Patrick McFadden • September 12, 2022

The Indispensable Marketing philosophy is that marketing is a process. It’s not a series of tactics you approach randomly. It’s not an email campaign here, an event sponsorship there, a google pay-per-click ad campaign once in a while. The type of marketing that gives you confidence, clarity, control, and customers is driven by strategy and is constantly updated, monitored, and refined.


I’m going to guide you through the seven steps any business must take to build an effective marketing process. Going through these steps now and revisiting them quarterly or annually is the key to ensuring your business’s long-term success.


1. It Starts with a Diagnosis Before Prescription

Thinking you just need a prescription such as website, video, PPC ads, email marketing or SEO to make your marketing effective is a common mistake. Those are all elements you’ll want to tackle eventually. But first, you’ve got to start with a diagnosis, and a proper diagnosis starts with knowing: Who you need to be marketing to?, What you need to be communicating? and Where you must  place your message?


If you don’t understand WHO your ideal customer is— WHAT their real problems are and WHERE to communicate your value —how can you possibly find a message that resonates and identify the tactics that will work?


The short answer is that you can’t. Every great marketing plan is rooted in identifying your ideal customer and honing in on the ways they want to engage and interact with a business. Only once you’ve established your ideal client can you begin to connect what you offer with how you solve your customer’s problems.


2. Take Control of the Customer You Work With

Today’s small business owners believe that getting loyal clients is about the right clients choosing you. But I have come to realize over time that creating loyal clients is mostly about you choosing the right client.


Far too many of you subject yourself to serving “anyone with money” or worse “anyone you hope will pay.” Understanding, narrowing and choosing clients that value what you bring to the table, respect your staff, pays on time and enjoys a partnership over a transaction is how to build a business that truly can thrive.


But you must understand who you are equipped to serve best and you must do everything in your power to attract, serve and choose them over all else. Smart businesses don’t sit back and let the customer choose them; they take control over the ideal clients they create and attract by how and what they communicate verbally and visually before, during and after the sale.


3. Discover a Differentiation That is Wanted and Valued

Many experts are telling small business owners they need to be different but often ignore this part of the equation.


If your point of difference isn’t valued by your prospective clients, it won’t bring you more business.

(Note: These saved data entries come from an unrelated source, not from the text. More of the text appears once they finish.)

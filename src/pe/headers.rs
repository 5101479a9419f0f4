use super::reader::{Cursor, read_bytes, read_u16_le, read_u32_le};

const MZ_MAGIC: &[u8; 2] = b"MZ";
const PE_SIGNATURE: &[u8; 4] = b"PE\0\0";
const PE_OFFSET_FIELD: usize = 0x3C;
const MIN_DOS_HEADER_LEN: usize = 64;

const OPTIONAL_MAGIC_PE32: u16 = 0x10b;
const OPTIONAL_MAGIC_PE32_PLUS: u16 = 0x20b;

// Offsets of the data directory array inside the optional header
const DATA_DIRS_PE32: usize = 96;
const DATA_DIRS_PE32_PLUS: usize = 112;
const RESOURCE_DATA_DIR_INDEX: usize = 2;

const SECTION_HEADER_LEN: usize = 40;

/// One section table entry, reduced to what RVA translation needs.
#[derive(Debug, Clone, Copy, PartialEq, Eq)]
pub struct Section {
    pub virtual_address: u32,
    pub raw_size: u32,
    pub raw_pointer: u32,
}

impl Section {
    /// Translate `rva` to a file offset if it falls in
    /// `[virtual_address, virtual_address + raw_size)`.
    pub fn translate(&self, rva: u32) -> Option<usize> {
        let start = u64::from(self.virtual_address);
        let end = start + u64::from(self.raw_size);
        let rva = u64::from(rva);
        if rva < start || rva >= end {
            return None;
        }
        usize::try_from(u64::from(self.raw_pointer) + (rva - start)).ok()
    }
}

/// Resolve an RVA through the section table (first matching section wins).
pub fn rva_to_offset(rva: u32, sections: &[Section]) -> Option<usize> {
    sections.iter().find_map(|section| section.translate(rva))
}

/// The parts of a PE image needed to walk its resources.
#[derive(Debug, Clone, PartialEq, Eq)]
pub struct PeImage {
    /// File offset of the root resource directory.
    pub resource_base: usize,
    pub sections: Vec<Section>,
}

/// Validate the DOS/PE headers and locate the resource directory.
///
/// Returns `None` for anything that isn't a PE image with a resource table
/// reachable through the section table. Full PE validation is not attempted.
pub fn parse_pe(buf: &[u8]) -> Option<PeImage> {
    if buf.len() < MIN_DOS_HEADER_LEN || !buf.starts_with(MZ_MAGIC) {
        log::debug!("not a PE image: missing MZ header");
        return None;
    }

    let pe_offset = read_u32_le(buf, PE_OFFSET_FIELD)? as usize;
    if read_bytes(buf, pe_offset, 4)? != PE_SIGNATURE {
        log::debug!("not a PE image: bad PE signature at {pe_offset:#x}");
        return None;
    }

    let num_sections = read_u16_le(buf, pe_offset.checked_add(6)?)?;
    let opt_header_size = read_u16_le(buf, pe_offset.checked_add(20)?)?;
    if num_sections == 0 || opt_header_size == 0 {
        log::debug!("PE image has no sections or no optional header");
        return None;
    }

    let optional_offset = pe_offset.checked_add(24)?;
    let section_table = optional_offset.checked_add(usize::from(opt_header_size))?;
    if section_table > buf.len() {
        log::debug!("optional header runs past end of file");
        return None;
    }

    let data_dirs = match read_u16_le(buf, optional_offset)? {
        OPTIONAL_MAGIC_PE32_PLUS => optional_offset + DATA_DIRS_PE32_PLUS,
        OPTIONAL_MAGIC_PE32 => optional_offset + DATA_DIRS_PE32,
        magic => {
            log::debug!("unsupported optional header magic {magic:#x}");
            return None;
        }
    };

    let resource_dir = data_dirs.checked_add(RESOURCE_DATA_DIR_INDEX * 8)?;
    let resource_rva = read_u32_le(buf, resource_dir)?;
    let resource_size = read_u32_le(buf, resource_dir + 4)?;
    if resource_rva == 0 || resource_size == 0 {
        log::debug!("PE image has no resource table");
        return None;
    }

    let sections = read_section_table(buf, section_table, num_sections);
    let Some(resource_base) = rva_to_offset(resource_rva, &sections) else {
        log::debug!("resource RVA {resource_rva:#x} is not covered by any section");
        return None;
    };

    Some(PeImage {
        resource_base,
        sections,
    })
}

/// Read up to `count` section headers; a truncated header ends the table.
fn read_section_table(buf: &[u8], offset: usize, count: u16) -> Vec<Section> {
    let mut sections = Vec::with_capacity(usize::from(count));
    let mut cursor = Cursor::new(buf, offset);

    for _ in 0..count {
        let Some(section) = read_section(buf, cursor.position()) else {
            break;
        };
        sections.push(section);
        if cursor.skip(SECTION_HEADER_LEN).is_none() {
            break;
        }
    }

    sections
}

fn read_section(buf: &[u8], offset: usize) -> Option<Section> {
    read_bytes(buf, offset, SECTION_HEADER_LEN)?;
    let mut fields = Cursor::new(buf, offset + 12);
    Some(Section {
        virtual_address: fields.read_u32()?,
        raw_size: fields.read_u32()?,
        raw_pointer: fields.read_u32()?,
    })
}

In the end, what is most important about any point of difference or unique value proposition is that in the eyes of your ideal client it’s viewed as valuable.


This will also play into your criteria for choosing ideal clients and buying process. Any differentiators that aren’t valued by a subset of prospective clients is a wasted effort.


I once had an IT consulting firm that believed their strongest differentiator was their firm’s flexible managed IT engagements. Their competitors certainly could not make the same claim. But, when we interviewed their clients, we discovered they didn’t VALUE flexibility much at all. So much for a strong differentiator.


Having a difference that is wanted and valued by a segment of your market is not only a matter of success, it is a matter of survival.


4. Focus Your Message On What Customers Care About

Matching your message to your ideal client is pretty much everything when it comes to marketing these days.

Think about you – you’ve got about a couple of seconds to get and keep someone’s attention and you can’t waste that precious time with a message that doesn’t focus on what clients want more than anything - their problems understood and solved.


Experience tells me that for some of you this is going to be a challenge, because the cold, hard truth is that nobody cares about you or what you sell. While your business may be incredible, all your customers and prospects care about is what they believe they will get, achieve, relieve, dodge, or acquire based on buying what you sell, and they’ll go with the business that promised them that.⠀


For example, we were working with a tree service that attracted a specific type of homeowner. After interviewing their customers we spotted the following in several summaries – “They never damage my yard and always clean up when they’re done.”⠀

Turns out that their ideal customer had beautiful front and back yards and didn't want any damage done to the monthly landscaping work they pay for.⠀

While most of their competitor's messaging focused on how they were award-winning, voted best, and having 60yrs experience at removing trees our client began to focus on – “We never damage your yard and always clean up when we’re done.” – getting prospective homeowners to pay a premium to solve that problem.⠀


5. Be Involved At Every Step Of The Journey

Mapping out the evolving relationship your prospects have with your business in a way that makes sense to service, sales and marketing is a powerful tool.  Most marketers view the customer experience as the traditional funnel, with stages such as Awareness, Consideration and Purchase, but I prefer to execute a much more modern and effective approach in today’s “customer-centered” times: Awareness, Education, Sample, Purchase and Refer.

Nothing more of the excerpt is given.